Opinion
Case No. 2:11-CV-1776 JCM (GWF)
08-10-2015
ORDER
Presently before the court is plaintiff Branch Bank and Trust Company, LLC's ("BB&T") motion for summary judgment and application for a deficiency judgment hearing. (Doc. # 79). Defendants filed an opposition to plaintiff's motion, (doc. # 87), and BB&T filed a reply, (doc. # 91).
Also before the court is defendant Ford Duneville, LLC and the individual defendants' (collectively "defendants") cross-motion for summary judgment, (doc. # 81), against BB&T. BB&T filed a response (doc. # 86), and defendants filed a reply, (doc. # 90).
Individual defendants include Craig Michael, Donald Borsack, Marleau Borsack, James Borsack, Renee Borsack, Edward Borsack, Lisa Borsack, John Gurell, Mary Gurell. For the sake of brevity, the court declines to list out each named defendant in this cause of action.
I. Background
This action arises out of defendants' alleged breaches of secured loan agreements. Plaintiff BB&T is the successor in interest to Colonial Bank. BB&T acquired the right to secured loans from the Federal Deposit Insurance Company ("FDIC"), which was acting as Colonial Bank's receiver.
Following three non-judicial foreclosure sales on the properties that secured the loans, BB&T filed three complaints to obtain deficiency judgments against defendants. BB&T also alleged breach of contract claims against guarantor defendants and bad faith claims against all defendants. (Doc. # 1). On February 19, 2015, the court consolidated the three cases. (Doc. # 78). The undisputed facts are as follows.
The consolidated cases are: Branch Banking and Trust Company v. Ford Duneville, LLC, et al., 2:11-cv-01776-JCM-GWF and Branch Banking and Trust Company v. Post Rainbow, LLC et al., 2:11-cv-01820-GMN-NJK and Branch Banking and Trust Company v. The Borsack Group, Inc. et al., and 2:11-cv-01819-KJD-VCF.
A. The cases and loans
i. The Ford Duneville case
On November 13, 2007, borrower Ford Duneville executed and delivered a promissory note secured by deed of trust to Colonial Bank, in the amount of $10,350,000.00 (the "FD loan"). (Docs. # 1, 87). Colonial Bank secured the note by a deed of trust and assignment of rents ("deed of trust") encumbering the Ford Duneville property. Colonial Bank recorded the deed of trust on November 29, 2007.
Also on November 13, 2007, Craig S. Michael, Donald D. Borsack, Marleau D. Borsack, James Borsack, Renee Borsack, Edward Borsack, Lisa Borsack, John Gurell, and Mary Gurell ("FD Guarantors") guaranteed the payment of indebtedness of the FD loan's promissory note.
ii.
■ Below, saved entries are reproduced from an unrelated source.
//! # Game State
//!
//! [`GameState`] is the per-match state machine and the only writer of
//! [`GameStateData`]. One instance exists per match; there is no global
//! controller.
//!
//! ## Lifecycle
//!
//! ```text
//! waiting ──(2nd player joins)──► setup ──(all ready)──► ship_placement
//!    ──(fleets placed, all ready)──► battle{playing ⇄ paused} ──► finished
//! ```
//!
//! ## Mutation Sequence
//!
//! Every mutator runs the same steps:
//!
//! 1. Validate (a rejection returns as data and changes nothing)
//! 2. Mutate (resolver, placement, ability or powerup)
//! 3. Record events
//! 4. Check board/fleet integrity (a violation aborts the match)
//! 5. Evaluate win/draw conditions
//!
//! A resolved attack or barrage completes the turn: the turn counter goes up
//! by one and the turn passes to the opponent. Abilities and radar sweeps are
//! free actions.
//!
//! ## Concurrency
//!
//! `GameState` is `Send + Sync` but not internally synchronized. Serialize
//! mutations per match, for example through
//! [`MatchRegistry`](crate::registry::MatchRegistry).

use serde::{Deserialize, Serialize};
use serde_json::{json, Value};
use std::sync::Arc;
use tracing::{debug, error, info, warn};

use broadside_history::{EventMemoryManager, HistoryConfig, MemoryStats};

use crate::board::{Board, BoardView, Coordinate, Orientation};
use crate::clock::{Clock, SystemClock};
use crate::combat::{AttackModifiers, AttackResolver, AttackResult, CombatValidator, ProposedAction};
use crate::config::GameConfiguration;
use crate::error::{EngineError, ErrorCode, ValidationIssue, ValidationResult};
use crate::event::{GameEvent, GameEventKind};
use crate::ids::{AbilityId, EventId, MatchId, PlayerId, ShipId};
use crate::outcome::{EndGameStatistics, GameOutcome, WinDrawEvaluator};
use crate::player::{ConnectionStatus, Player};
use crate::powerup::{PowerupKind, RADAR_RADIUS};
use crate::rolls::{RollSource, SeededRolls};
use crate::ship::{Ship, ShipSpec};
use crate::snapshot::{SnapshotRing, StateSnapshot};
use crate::state::{GamePhase, GameStateData, GameStatus, TurnAction, TurnRecord};

// =============================================================================
// Results
// =============================================================================

/// A resolved attack.
#[derive(Debug, Clone, PartialEq, Serialize, Deserialize)]
pub struct MoveReport {
    /// What the attack did.
    pub attack: AttackResult,
    /// Non-blocking advisories from validation.
    pub warnings: Vec<ValidationIssue>,
    /// Final outcome if this move ended the match.
    pub game_over: Option<GameOutcome>,
}

/// Result of [`GameState::make_move`].
#[derive(Debug, Clone, PartialEq, Serialize, Deserialize)]
#[serde(tag = "result", rename_all = "snake_case")]
pub enum MoveOutcome {
    /// The attack ran.
    Resolved(MoveReport),
    /// The attack was refused; nothing changed.
    Rejected(ValidationResult),
}

impl MoveOutcome {
    /// Whether the attack ran.
    #[must_use]
    pub fn is_resolved(&self) -> bool {
        matches!(self, Self::Resolved(_))
    }

    /// The report of a resolved attack.
    #[must_use]
    pub fn report(&self) -> Option<&MoveReport> {
        match self {
            Self::Resolved(report) => Some(report),
            Self::Rejected(_) => None,
        }
    }

    /// Code of the first error of a rejection.
    #[must_use]
    pub fn error_code(&self) -> Option<ErrorCode> {
        match self {
            Self::Resolved(_) => None,
            Self::Rejected(result) => result.first_error(),
        }
    }
}

/// What a powerup did.
#[derive(Debug, Clone, PartialEq, Serialize, Deserialize)]
#[serde(tag = "kind", rename_all = "snake_case")]
pub enum PowerupEffect {
    /// Cells exposed by a radar sweep.
    Radar {
        /// Sweep center.
        center: Coordinate,
        /// Cells newly revealed.
        revealed: Vec<Coordinate>,
        /// Swept cells holding a ship.
        contacts: Vec<Coordinate>,
    },
    /// A barrage strike.
    Barrage {
        /// Primary hit and chain reaction.
        attack: AttackResult,
    },
}

impl PowerupEffect {
    /// Whether the effect damaged a ship. Radar never does.
    #[must_use]
    pub fn struck_ship(&self) -> bool {
        match self {
            Self::Radar { .. } => false,
            Self::Barrage { attack } => attack.struck_ship(),
        }
    }
}

/// A used powerup.
#[derive(Debug, Clone, PartialEq, Serialize, Deserialize)]
pub struct PowerupReport {
    /// Which powerup.
    pub kind: PowerupKind,
    /// What it did.
    pub effect: PowerupEffect,
    /// Non-blocking advisories from validation.
    pub warnings: Vec<ValidationIssue>,
    /// Final outcome if this powerup ended the match.
    pub game_over: Option<GameOutcome>,
}

/// Result of [`GameState::use_powerup`].
#[derive(Debug, Clone, PartialEq, Serialize, Deserialize)]
#[serde(tag = "result", rename_all = "snake_case")]
pub enum PowerupOutcome {
    /// The powerup ran.
    Applied(PowerupReport),
    /// The powerup was refused; nothing changed.
    Rejected(ValidationResult),
}

impl PowerupOutcome {
    /// The report of an applied powerup.
    #[must_use]
    pub fn report(&self) -> Option<&PowerupReport> {
        match self {
            Self::Applied(report) => Some(report),
            Self::Rejected(_) => None,
        }
    }

    /// Code of the first error of a rejection.
    #[must_use]
    pub fn error_code(&self) -> Option<ErrorCode> {
        match self {
            Self::Applied(_) => None,
            Self::Rejected(result) => result.first_error(),
        }
    }
}

/// The opponent as seen by a player.
#[derive(Debug, Clone, PartialEq, Serialize, Deserialize)]
pub struct OpponentView {
    /// Opponent id.
    pub player: PlayerId,
    /// Opponent name.
    pub name: String,
    /// Opponent board, fogged when fog of war is on.
    pub board: BoardView,
    /// Opponent ships afloat.
    pub ships_remaining: usize,
    /// Opponent connection.
    pub connection: ConnectionStatus,
}
#[cfg(test)]
mod tests {
    use super::*;

    fn placed(spec: &ShipSpec, origin: Coordinate, orientation: Orientation) -> Ship {
        let mut ship = Ship::from_spec(spec).unwrap();
        let coords = (0..i32::from(spec.size))
            .filter_map(|i| origin.step(orientation, i))
            .collect();
        ship.place(origin, orientation, coords);
        ship
    }

    mod spec_tests {
        use super::*;

        #[test]
        fn class_defaults_apply() {
            let ship = Ship::from_spec(&ShipSpec::new(1, "Hood", ShipClass::Battleship, 4)).unwrap();
            assert_eq!(ship.armor(), 2);
            assert_eq!(ship.max_hit_points(), 4);
            assert!((ship.damage_multiplier() - 1.2).abs() < f64::EPSILON);
            assert!(!ship.is_placed());
            assert!(ship.coordinates().is_empty());
        }

        #[test]
        fn overrides_win() {
            let spec = ShipSpec::new(1, "Ark", ShipClass::Carrier, 5)
                .with_armor(0)
                .with_hit_points(9)
                .with_damage_multiplier(2.0);
            let ship = Ship::from_spec(&spec).unwrap();
            assert_eq!(ship.armor(), 0);
            assert_eq!(ship.hit_points(), 9);
            assert!((ship.damage_multiplier() - 2.0).abs() < f64::EPSILON);
        }

        #[test]
        fn rejects_bad_specs() {
            assert!(Ship::from_spec(&ShipSpec::new(1, "x", ShipClass::Cruiser, 0)).is_err());
            assert!(
                Ship::from_spec(&ShipSpec::new(1, "x", ShipClass::Cruiser, 3).with_hit_points(0))
                    .is_err()
            );
            let dup = ShipSpec::new(1, "x", ShipClass::Cruiser, 3)
                .with_ability(AbilitySpec::new(1, "a", AbilityEffect::EVASION))
                .with_ability(AbilitySpec::new(1, "b", AbilityEffect::DAMAGE_BOOST));
            assert!(matches!(Ship::from_spec(&dup), Err(EngineError::InvalidFleet(_))));
        }
    }

    mod zone_tests {
        use super::*;

        #[test]
        fn zones_follow_class() {
            let origin = Coordinate::new(0, 0);
            let carrier = placed(&ShipSpec::new(1, "c", ShipClass::Carrier, 5), origin, Orientation::Horizontal);
            assert_eq!(carrier.vulnerability_zone(), vec![Coordinate::new(2, 0)]);

            let battleship = placed(&ShipSpec::new(2, "b", ShipClass::Battleship, 4), origin, Orientation::Vertical);
            assert_eq!(battleship.vulnerability_zone(), vec![Coordinate::new(0, 0)]);

            let destroyer = placed(&ShipSpec::new(3, "d", ShipClass::Destroyer, 2), origin, Orientation::Horizontal);
            assert_eq!(destroyer.vulnerability_zone(), vec![Coordinate::new(1, 0)]);

            let sub = placed(&ShipSpec::new(4, "s", ShipClass::Submarine, 3), origin, Orientation::Horizontal);
            assert_eq!(sub.vulnerability_zone().len(), 3);
            assert!((sub.vulnerability_bonus_at(Coordinate::new(1, 0)) - 0.20).abs() < 1e-12);
            assert!(sub.vulnerability_bonus_at(Coordinate::new(5, 5)).abs() < 1e-12);
        }
    }

    mod damage_tests {
        use super::*;

        #[test]
        fn damage_is_monotonic_and_saturates() {
            let spec = ShipSpec::new(1, "c", ShipClass::Carrier, 5).with_hit_points(3);
            let mut ship = placed(&spec, Coordinate::new(0, 0), Orientation::Horizontal);
            let hit = ship.apply_damage(Coordinate::new(0, 0), 2, 10);
            assert_eq!(hit.hit_points_lost, 2);
            assert!(!hit.sunk);
            let hit = ship.apply_damage(Coordinate::new(1, 0), 5, 20);
            assert_eq!(hit.hit_points_lost, 1);
            assert!(hit.sunk);
            assert_eq!(ship.hit_points(), 0);
            assert_eq!(ship.sunk_at(), Some(20));

            let after = ship.apply_damage(Coordinate::new(2, 0), 5, 30);
            assert_eq!(after.hit_points_lost, 0);
            assert_eq!(ship.sunk_at(), Some(20));
        }

        #[test]
        fn founders_when_every_cell_hit() {
            let spec = ShipSpec::new(1, "d", ShipClass::Destroyer, 2).with_hit_points(10);
            let mut ship = placed(&spec, Coordinate::new(3, 3), Orientation::Vertical);
            ship.apply_damage(Coordinate::new(3, 3), 1, 1);
            assert!(!ship.is_sunk());
            let last = ship.apply_damage(Coordinate::new(3, 4), 1, 2);
            assert!(last.sunk);
            assert_eq!(last.hit_points_lost, 9);
            assert_eq!(ship.hit_points(), 0);
            assert_eq!(ship.damage().hits.len(), 2);
        }

        #[test]
        fn sinking_disables_abilities() {
            let spec = ShipSpec::new(1, "s", ShipClass::Submarine, 1)
                .with_ability(AbilitySpec::new(7, "dive", AbilityEffect::EVASION).with_duration(3));
            let mut ship = placed(&spec, Coordinate::new(0, 0), Orientation::Horizontal);
            ship.ability_mut(AbilityId::new(7)).unwrap().activate();
            assert_eq!(ship.active_effects().count(), 1);

            ship.apply_damage(Coordinate::new(0, 0), 1, 5);
            let ability = ship.ability(AbilityId::new(7)).unwrap();
            assert!(ability.is_disabled());
            assert!(!ability.is_active());
            assert_eq!(ability.check_ready(), Err(ErrorCode::AbilityDisabled));
        }
    }

    mod ability_tests {
        use super::*;

        #[test]
        fn cooldown_and_duration_tick() {
            let spec = AbilitySpec::new(1, "shield", AbilityEffect::Shield { reduction: 2 })
                .with_cooldown(2)
                .with_duration(1);
            let mut ability = Ability::from_spec(&spec);
            assert_eq!(ability.check_ready(), Ok(()));

            ability.activate();
            assert!(ability.is_active());
            assert_eq!(ability.check_ready(), Err(ErrorCode::AbilityOnCooldown));

            ability.tick();
            assert!(!ability.is_active());
            assert_eq!(ability.cooldown_remaining(), 1);
            ability.tick();
            assert_eq!(ability.check_ready(), Ok(()));
        }

        #[test]
        fn uses_run_out() {
            let spec = AbilitySpec::new(1, "power", AbilityEffect::DAMAGE_BOOST).with_uses(1);
            let mut ability = Ability::from_spec(&spec);
            ability.activate();
            ability.tick();
            assert_eq!(ability.uses_remaining(), Some(0));
            assert_eq!(ability.check_ready(), Err(ErrorCode::AbilityExhausted));
        }

        #[test]
        fn effect_roles() {
            assert!(AbilityEffect::Shield { reduction: 1 }.is_defensive());
            assert!(AbilityEffect::EVASION.is_defensive());
            assert!(AbilityEffect::DAMAGE_BOOST.is_offensive());
            assert!(AbilityEffect::CriticalBoost { bonus: 0.1 }.is_offensive());
        }

        #[test]
        fn effect_json_is_tagged() {
            let json = serde_json::to_value(AbilityEffect::Shield { reduction: 2 }).unwrap();
            assert_eq!(json, serde_json::json!({"effect": "shield", "reduction": 2}));
        }
    }
}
Post Rainbow loan
On May 1, 2007, borrower Post Rainbow executed and delivered a promissory note to Colonial Bank in the amount of $5,590,000.00. (Docs. # 1, 87) (the "PR loan"). Colonial Bank secured the note by a deed of trust encumbering the Post Rainbow property. Colonial Bank recorded the deed of trust on May 4, 2007.
Also on May 1, 2007, Arvest, LLC, The Craig S. Michael Family Limited Partnership, Craig S. Michael, Donald D. Borsack, Marleau D. Borsack, James Borsack, Renee Borsack, Edward Borsack, John Gurell, Mary Gurell, and William Borsack ("PR Guarantors") guaranteed the payment of indebtedness of the PR loan's promissory note. (Doc. # 79, Exhibit 15).
iii. The Borsack Group loan
On April 9, 2007, borrower Borsack Group executed and delivered a promissory note to Colonial Bank, in the amount of $8,300,000.00 (the "BG loan"). (Docs. # 1, 87). Colonial Bank secured the loan by a deed of trust, recorded on April 24, 2007.
Also on April 9, 2007, Donald D. Borsak, Marleau Borsack, Donald E. Borsak, James E. Borsack, Edward Borsack, Mary Gurell, and William Borsack guaranteed the payment of indebtedness of the BG loan's promissory note.
B. FDIC receivership, payment failure, and foreclosure
On August 14, 2009, the FDIC closed Colonial Bank, became its receiver, and liquidated its assets. (Doc. # 1, p. 4). BB&T acquired the BG loans, FD loans, and PR loans from the FDIC. On August 6, 2010, BB&T issued demand letters to all defendants to pay the balances due for the loans within fifteen days. No defendant paid any of the balances.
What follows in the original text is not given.